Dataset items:
# # # # #
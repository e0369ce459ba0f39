//! Notebook controller
//!
//! Glue between a front end and the core: owns the caller-side state the
//! session itself does not track (player selection, appearance, the open
//! notebook) and turns raw form input into session operations.

use std::path::{Path, PathBuf};

use crate::appearance::{Appearance, AppearanceWarning};
use crate::color::Rgb;
use crate::consts::DEFAULT_NOTEBOOK_PATH;
use crate::error::Result;
use crate::overlay::{OverlayFeed, OverlayLine, RefreshTimer};
use crate::persistence::{NoteBuffer, PersistenceGateway};
use crate::roster::Roster;
use crate::session::{BodyReport, SessionEvent, SessionModel};

/// Split the comma-separated "nearby" field, dropping blanks
pub fn parse_nearby(csv: &str) -> Vec<String> {
    csv.split(',')
        .map(str::trim)
        .filter(|s| !s.is_empty())
        .map(str::to_string)
        .collect()
}

pub struct NotebookApp {
    model: SessionModel,
    appearance: Appearance,
    gateway: PersistenceGateway,
    selected: Option<String>,
    notebook: Option<NoteBuffer>,
    notebook_path: PathBuf,
    overlay: OverlayFeed,
    overlay_timer: RefreshTimer,
}

impl Default for NotebookApp {
    fn default() -> Self {
        Self::new(Roster::crew())
    }
}

impl NotebookApp {
    pub fn new(roster: Roster) -> Self {
        Self {
            model: SessionModel::new(roster),
            appearance: Appearance::default(),
            gateway: PersistenceGateway::new(),
            selected: None,
            notebook: None,
            notebook_path: PathBuf::from(DEFAULT_NOTEBOOK_PATH),
            overlay: OverlayFeed::default(),
            overlay_timer: RefreshTimer::default(),
        }
    }

    /// Keep notes somewhere other than `notebook.txt` in the working directory
    pub fn with_notebook_path(mut self, path: impl AsRef<Path>) -> Self {
        self.notebook_path = path.as_ref().to_path_buf();
        self
    }

    pub fn model(&self) -> &SessionModel {
        &self.model
    }

    pub fn appearance(&self) -> &Appearance {
        &self.appearance
    }

    pub fn selected(&self) -> Option<&str> {
        self.selected.as_deref()
    }

    /// Select a roster player; unknown names leave the selection alone
    pub fn select_player(&mut self, name: &str) -> bool {
        if !self.model.roster().contains(name) {
            return false;
        }
        self.selected = Some(name.to_string());
        true
    }

    /// Colour the player-tinted buttons should use
    pub fn accent_color(&self) -> Option<Rgb> {
        self.selected
            .as_deref()
            .and_then(|name| self.model.roster().color_of(name))
    }

    /// +/- SUS buttons. Does nothing without a selection.
    pub fn change_selected_suspicion(&mut self, delta: i64) -> Option<u32> {
        let player = self.selected.clone()?;
        self.model.change_suspicion(&player, delta)
    }

    /// "Add Body" form: nearby is comma-separated, notes are trimmed
    pub fn submit_body_form(
        &mut self,
        victim: &str,
        location: &str,
        nearby: &str,
        notes: &str,
    ) -> Result<BodyReport> {
        self.model
            .add_body(victim, location, parse_nearby(nearby), notes.trim())
    }

    /// Delete a report (after the user confirmed)
    pub fn delete_body(&mut self, id: u32) -> bool {
        self.model.delete_body(id)
    }

    /// Zero every score (after the user confirmed)
    pub fn reset_suspicion(&mut self) {
        self.model.reset_all_suspicion();
    }

    pub fn apply_settings_form(
        &mut self,
        bg: &str,
        font: &str,
        size: &str,
    ) -> Vec<AppearanceWarning> {
        self.appearance.apply_form(bg, font, size)
    }

    pub fn apply_font_choice(&mut self, family: &str, size: u32, alpha: u8, text_color: Rgb) {
        self.appearance
            .apply_font_choice(family, size, alpha, text_color);
    }

    pub fn set_background(&mut self, color: Rgb) {
        self.appearance.bg_color = color;
    }

    pub fn save_session(&self, path: impl AsRef<Path>) -> Result<()> {
        self.gateway
            .save_snapshot(&self.model, &self.appearance, path)
    }

    /// Merge a session file into the current state.
    ///
    /// On error nothing changes.
    pub fn load_session(&mut self, path: impl AsRef<Path>) -> Result<()> {
        let loaded = self.gateway.load_snapshot(path)?;
        self.model.apply_patch(loaded.session);
        self.appearance.merge(&loaded.settings);
        Ok(())
    }

    /// Open the notebook, loading it from disk. Already open: returns it as is.
    pub fn open_notebook(&mut self) -> Result<&mut NoteBuffer> {
        let notes = match self.notebook.take() {
            Some(notes) => notes,
            None => {
                let notes = NoteBuffer::open(&self.gateway, &self.notebook_path)?;
                log::info!("Notebook opened ({} bytes)", notes.text.len());
                notes
            }
        };
        Ok(self.notebook.insert(notes))
    }

    pub fn notebook(&self) -> Option<&NoteBuffer> {
        self.notebook.as_ref()
    }

    pub fn notebook_mut(&mut self) -> Option<&mut NoteBuffer> {
        self.notebook.as_mut()
    }

    /// Save and close the notebook; false if it was not open.
    ///
    /// A failed save keeps the notebook open so nothing is lost.
    pub fn close_notebook(&mut self) -> Result<bool> {
        let Some(notes) = self.notebook.as_ref() else {
            return Ok(false);
        };
        notes.save(&self.gateway)?;
        self.notebook = None;
        log::info!("Notebook saved to {}", self.notebook_path.display());
        Ok(true)
    }

    pub fn overlay_lines(&self) -> Vec<OverlayLine> {
        self.overlay.lines(&self.model)
    }

    /// Advance the overlay clock; fresh lines when a refresh is due
    pub fn tick_overlay(&mut self, dt: f32) -> Option<Vec<OverlayLine>> {
        self.overlay_timer
            .advance(dt)
            .then(|| self.overlay.lines(&self.model))
    }

    pub fn drain_events(&mut self) -> Vec<SessionEvent> {
        self.model.drain_events()
    }
}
# # # # #
PROBLEM DETAILS:
Only the lines from the first line of the records through the line containing "the selection alone" should be repeated, exactly as they appear.

EXPECTED ANSWER:
repository e0369ce459ba0f39
//! Notebook controller
//!
//! Glue between a front end and the core: owns the caller-side state the
//! session itself does not track (player selection, appearance, the open
//! notebook) and turns raw form input into session operations.

use std::path::{Path, PathBuf};

use crate::appearance::{Appearance, AppearanceWarning};
use crate::color::Rgb;
use crate::consts::DEFAULT_NOTEBOOK_PATH;
use crate::error::Result;
use crate::overlay::{OverlayFeed, OverlayLine, RefreshTimer};
use crate::persistence::{NoteBuffer, PersistenceGateway};
use crate::roster::Roster;
use crate::session::{BodyReport, SessionEvent, SessionModel};

/// Split the comma-separated "nearby" field, dropping blanks
pub fn parse_nearby(csv: &str) -> Vec<String> {
    csv.split(',')
        .map(str::trim)
        .filter(|s| !s.is_empty())
        .map(str::to_string)
        .collect()
}

pub struct NotebookApp {
    model: SessionModel,
    appearance: Appearance,
    gateway: PersistenceGateway,
    selected: Option<String>,
    notebook: Option<NoteBuffer>,
    notebook_path: PathBuf,
    overlay: OverlayFeed,
    overlay_timer: RefreshTimer,
}

impl Default for NotebookApp {
    fn default() -> Self {
        Self::new(Roster::crew())
    }
}

impl NotebookApp {
    pub fn new(roster: Roster) -> Self {
        Self {
            model: SessionModel::new(roster),
            appearance: Appearance::default(),
            gateway: PersistenceGateway::new(),
            selected: None,
            notebook: None,
            notebook_path: PathBuf::from(DEFAULT_NOTEBOOK_PATH),
            overlay: OverlayFeed::default(),
            overlay_timer: RefreshTimer::default(),
        }
    }

    /// Keep notes somewhere other than `notebook.txt` in the working directory
    pub fn with_notebook_path(mut self, path: impl AsRef<Path>) -> Self {
        self.notebook_path = path.as_ref().to_path_buf();
        self
    }

    pub fn model(&self) -> &SessionModel {
        &self.model
    }

    pub fn appearance(&self) -> &Appearance {
        &self.appearance
    }

    pub fn selected(&self) -> Option<&str> {
        self.selected.as_deref()
    }

    /// Select a roster player; unknown names leave the selection alone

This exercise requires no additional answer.